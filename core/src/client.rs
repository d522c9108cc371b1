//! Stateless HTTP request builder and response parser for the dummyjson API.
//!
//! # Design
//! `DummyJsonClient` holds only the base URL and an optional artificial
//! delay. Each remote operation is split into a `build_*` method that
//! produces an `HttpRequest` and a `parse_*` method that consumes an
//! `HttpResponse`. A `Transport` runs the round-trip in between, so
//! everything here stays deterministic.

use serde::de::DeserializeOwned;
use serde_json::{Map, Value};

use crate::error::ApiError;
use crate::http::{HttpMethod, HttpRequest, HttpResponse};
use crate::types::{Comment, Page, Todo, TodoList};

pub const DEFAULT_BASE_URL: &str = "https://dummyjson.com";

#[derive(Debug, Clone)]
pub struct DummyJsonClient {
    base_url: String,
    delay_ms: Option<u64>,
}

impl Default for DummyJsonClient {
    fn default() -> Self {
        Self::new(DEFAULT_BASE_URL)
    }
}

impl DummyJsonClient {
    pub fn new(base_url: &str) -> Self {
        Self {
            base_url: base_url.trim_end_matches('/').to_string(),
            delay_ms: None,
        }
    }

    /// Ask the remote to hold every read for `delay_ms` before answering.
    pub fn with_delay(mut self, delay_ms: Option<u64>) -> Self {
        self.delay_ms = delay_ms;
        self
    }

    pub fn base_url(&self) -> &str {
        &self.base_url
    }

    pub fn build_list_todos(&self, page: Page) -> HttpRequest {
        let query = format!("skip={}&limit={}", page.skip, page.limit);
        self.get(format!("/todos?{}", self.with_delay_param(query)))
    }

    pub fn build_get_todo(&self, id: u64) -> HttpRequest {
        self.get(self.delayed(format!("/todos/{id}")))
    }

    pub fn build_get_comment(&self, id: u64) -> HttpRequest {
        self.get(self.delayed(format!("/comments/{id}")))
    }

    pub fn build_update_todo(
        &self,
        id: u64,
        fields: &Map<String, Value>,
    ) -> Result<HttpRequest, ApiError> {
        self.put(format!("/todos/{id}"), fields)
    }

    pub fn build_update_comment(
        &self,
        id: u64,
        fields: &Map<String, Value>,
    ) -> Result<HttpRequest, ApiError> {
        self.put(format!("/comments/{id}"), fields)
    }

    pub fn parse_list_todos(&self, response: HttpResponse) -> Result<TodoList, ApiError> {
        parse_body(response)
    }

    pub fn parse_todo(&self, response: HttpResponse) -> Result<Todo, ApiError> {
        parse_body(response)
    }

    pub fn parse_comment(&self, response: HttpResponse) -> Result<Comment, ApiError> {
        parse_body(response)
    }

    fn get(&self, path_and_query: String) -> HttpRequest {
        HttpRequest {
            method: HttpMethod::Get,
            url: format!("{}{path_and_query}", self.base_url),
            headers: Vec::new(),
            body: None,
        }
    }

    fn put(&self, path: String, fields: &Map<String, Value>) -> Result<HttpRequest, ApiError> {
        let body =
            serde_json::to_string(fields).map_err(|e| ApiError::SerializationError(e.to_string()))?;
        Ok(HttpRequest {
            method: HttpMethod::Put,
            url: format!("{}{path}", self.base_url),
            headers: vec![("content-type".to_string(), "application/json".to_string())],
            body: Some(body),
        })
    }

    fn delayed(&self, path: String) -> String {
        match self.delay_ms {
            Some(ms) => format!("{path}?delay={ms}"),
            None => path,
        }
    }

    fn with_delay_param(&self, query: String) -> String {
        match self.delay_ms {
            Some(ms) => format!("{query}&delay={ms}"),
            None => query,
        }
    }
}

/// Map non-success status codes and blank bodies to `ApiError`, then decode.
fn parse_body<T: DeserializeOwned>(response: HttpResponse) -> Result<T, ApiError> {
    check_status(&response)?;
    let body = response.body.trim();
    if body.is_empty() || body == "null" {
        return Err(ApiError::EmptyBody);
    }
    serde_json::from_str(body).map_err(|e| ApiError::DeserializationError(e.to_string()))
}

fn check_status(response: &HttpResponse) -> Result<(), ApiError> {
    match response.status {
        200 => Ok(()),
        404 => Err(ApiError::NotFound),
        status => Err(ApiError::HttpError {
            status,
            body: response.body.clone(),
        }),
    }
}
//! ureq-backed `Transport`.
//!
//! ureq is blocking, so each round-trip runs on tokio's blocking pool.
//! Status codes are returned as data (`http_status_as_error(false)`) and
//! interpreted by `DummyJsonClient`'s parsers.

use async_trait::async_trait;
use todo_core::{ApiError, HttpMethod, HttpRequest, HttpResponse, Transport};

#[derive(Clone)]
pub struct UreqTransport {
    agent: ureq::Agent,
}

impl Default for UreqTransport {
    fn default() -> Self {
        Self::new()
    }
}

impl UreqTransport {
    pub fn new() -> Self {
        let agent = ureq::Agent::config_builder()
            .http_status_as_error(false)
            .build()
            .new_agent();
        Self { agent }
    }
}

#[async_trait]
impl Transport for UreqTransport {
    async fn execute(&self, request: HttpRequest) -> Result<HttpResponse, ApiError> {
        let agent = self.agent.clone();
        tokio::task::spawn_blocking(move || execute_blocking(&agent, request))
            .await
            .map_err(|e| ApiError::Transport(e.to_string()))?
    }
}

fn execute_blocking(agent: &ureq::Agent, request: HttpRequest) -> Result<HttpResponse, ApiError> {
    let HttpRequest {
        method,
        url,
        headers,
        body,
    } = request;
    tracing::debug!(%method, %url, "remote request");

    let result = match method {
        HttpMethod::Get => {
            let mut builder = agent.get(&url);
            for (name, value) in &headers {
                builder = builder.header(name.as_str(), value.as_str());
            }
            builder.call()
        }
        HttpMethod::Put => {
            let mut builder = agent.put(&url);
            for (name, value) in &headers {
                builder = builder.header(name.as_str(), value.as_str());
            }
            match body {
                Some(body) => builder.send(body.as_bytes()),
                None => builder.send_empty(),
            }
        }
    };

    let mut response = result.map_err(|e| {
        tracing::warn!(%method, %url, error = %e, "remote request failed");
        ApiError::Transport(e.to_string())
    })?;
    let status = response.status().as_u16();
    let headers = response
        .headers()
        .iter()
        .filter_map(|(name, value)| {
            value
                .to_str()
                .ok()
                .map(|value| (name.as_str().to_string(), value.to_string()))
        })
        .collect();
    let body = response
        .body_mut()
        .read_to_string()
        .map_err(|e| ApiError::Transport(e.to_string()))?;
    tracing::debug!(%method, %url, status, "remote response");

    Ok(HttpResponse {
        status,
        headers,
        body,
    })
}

^^^^^^^^

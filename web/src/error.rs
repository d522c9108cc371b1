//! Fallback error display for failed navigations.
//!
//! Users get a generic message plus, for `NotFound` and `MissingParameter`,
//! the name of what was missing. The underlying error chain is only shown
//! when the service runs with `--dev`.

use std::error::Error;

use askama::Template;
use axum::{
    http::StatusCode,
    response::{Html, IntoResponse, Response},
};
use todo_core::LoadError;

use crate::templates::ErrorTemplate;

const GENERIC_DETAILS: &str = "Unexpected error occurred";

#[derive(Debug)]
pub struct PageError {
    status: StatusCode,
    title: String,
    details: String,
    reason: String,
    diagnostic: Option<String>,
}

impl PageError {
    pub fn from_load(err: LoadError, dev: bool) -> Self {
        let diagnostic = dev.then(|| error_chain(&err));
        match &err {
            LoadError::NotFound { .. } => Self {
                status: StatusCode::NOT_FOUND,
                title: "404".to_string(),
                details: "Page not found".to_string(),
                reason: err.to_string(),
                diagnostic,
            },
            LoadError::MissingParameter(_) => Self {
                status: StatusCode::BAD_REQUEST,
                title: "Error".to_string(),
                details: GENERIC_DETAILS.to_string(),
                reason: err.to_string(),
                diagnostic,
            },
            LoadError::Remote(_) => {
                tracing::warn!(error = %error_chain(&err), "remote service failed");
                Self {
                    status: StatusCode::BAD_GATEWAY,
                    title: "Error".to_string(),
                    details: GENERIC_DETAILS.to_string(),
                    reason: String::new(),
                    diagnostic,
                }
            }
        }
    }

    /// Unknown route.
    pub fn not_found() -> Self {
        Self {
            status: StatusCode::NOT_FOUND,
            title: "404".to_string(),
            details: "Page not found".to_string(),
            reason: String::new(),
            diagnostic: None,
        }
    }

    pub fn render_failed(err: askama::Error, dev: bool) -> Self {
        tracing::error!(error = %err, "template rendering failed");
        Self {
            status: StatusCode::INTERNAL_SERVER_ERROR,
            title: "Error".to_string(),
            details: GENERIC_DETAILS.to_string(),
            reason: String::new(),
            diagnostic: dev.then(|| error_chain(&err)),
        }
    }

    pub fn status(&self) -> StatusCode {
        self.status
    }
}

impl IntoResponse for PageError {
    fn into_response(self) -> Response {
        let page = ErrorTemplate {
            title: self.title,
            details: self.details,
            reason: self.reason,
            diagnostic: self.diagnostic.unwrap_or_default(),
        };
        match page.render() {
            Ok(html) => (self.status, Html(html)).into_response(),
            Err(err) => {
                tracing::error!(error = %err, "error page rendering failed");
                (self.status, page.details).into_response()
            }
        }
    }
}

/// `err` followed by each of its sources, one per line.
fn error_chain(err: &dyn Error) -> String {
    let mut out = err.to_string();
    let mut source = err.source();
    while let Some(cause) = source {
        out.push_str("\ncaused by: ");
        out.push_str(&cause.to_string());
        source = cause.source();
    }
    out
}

^^^^^^^^

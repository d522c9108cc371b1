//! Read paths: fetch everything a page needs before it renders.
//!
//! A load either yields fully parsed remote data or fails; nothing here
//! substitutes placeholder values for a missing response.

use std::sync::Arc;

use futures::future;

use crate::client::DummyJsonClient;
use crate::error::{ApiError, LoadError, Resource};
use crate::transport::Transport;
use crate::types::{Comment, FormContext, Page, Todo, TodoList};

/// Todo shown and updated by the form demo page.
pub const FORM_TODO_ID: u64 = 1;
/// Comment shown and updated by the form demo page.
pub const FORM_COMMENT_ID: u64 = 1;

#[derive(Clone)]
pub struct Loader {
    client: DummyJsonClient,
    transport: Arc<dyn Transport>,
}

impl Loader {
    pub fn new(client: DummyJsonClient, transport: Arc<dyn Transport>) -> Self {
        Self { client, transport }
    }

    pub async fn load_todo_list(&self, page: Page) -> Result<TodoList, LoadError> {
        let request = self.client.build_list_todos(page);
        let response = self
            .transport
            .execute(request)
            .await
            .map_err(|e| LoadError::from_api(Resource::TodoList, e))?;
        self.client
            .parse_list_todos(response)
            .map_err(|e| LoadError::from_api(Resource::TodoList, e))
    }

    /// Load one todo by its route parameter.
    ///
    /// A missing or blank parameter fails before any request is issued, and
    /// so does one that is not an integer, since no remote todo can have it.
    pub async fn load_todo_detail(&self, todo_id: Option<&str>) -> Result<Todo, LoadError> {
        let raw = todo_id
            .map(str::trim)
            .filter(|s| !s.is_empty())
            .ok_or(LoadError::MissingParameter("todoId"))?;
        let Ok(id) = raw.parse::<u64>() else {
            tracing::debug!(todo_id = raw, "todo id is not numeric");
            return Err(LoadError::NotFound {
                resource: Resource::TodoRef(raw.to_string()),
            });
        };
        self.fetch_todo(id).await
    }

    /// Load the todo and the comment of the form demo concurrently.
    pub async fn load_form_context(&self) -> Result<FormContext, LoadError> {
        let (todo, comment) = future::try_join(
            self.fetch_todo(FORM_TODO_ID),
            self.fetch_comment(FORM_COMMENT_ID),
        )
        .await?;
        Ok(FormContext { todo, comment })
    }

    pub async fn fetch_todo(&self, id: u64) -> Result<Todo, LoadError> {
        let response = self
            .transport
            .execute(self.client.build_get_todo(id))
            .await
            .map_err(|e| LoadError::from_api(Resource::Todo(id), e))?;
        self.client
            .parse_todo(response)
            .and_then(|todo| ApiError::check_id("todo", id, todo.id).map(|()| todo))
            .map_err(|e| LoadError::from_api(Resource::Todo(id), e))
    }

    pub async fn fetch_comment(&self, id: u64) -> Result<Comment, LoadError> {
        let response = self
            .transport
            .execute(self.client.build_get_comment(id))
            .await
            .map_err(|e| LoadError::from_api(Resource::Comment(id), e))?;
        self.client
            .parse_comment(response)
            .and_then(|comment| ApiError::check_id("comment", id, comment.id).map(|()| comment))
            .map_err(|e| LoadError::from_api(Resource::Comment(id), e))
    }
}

^^^^^^^^

### What to produce
Check each line of the listing above. Copy it if it holds the string "runs".

### Problem solution
//! `HttpResponse`. A `Transport` runs the round-trip in between, so
//! ureq is blocking, so each round-trip runs on tokio's blocking pool.
//! when the service runs with `--dev`.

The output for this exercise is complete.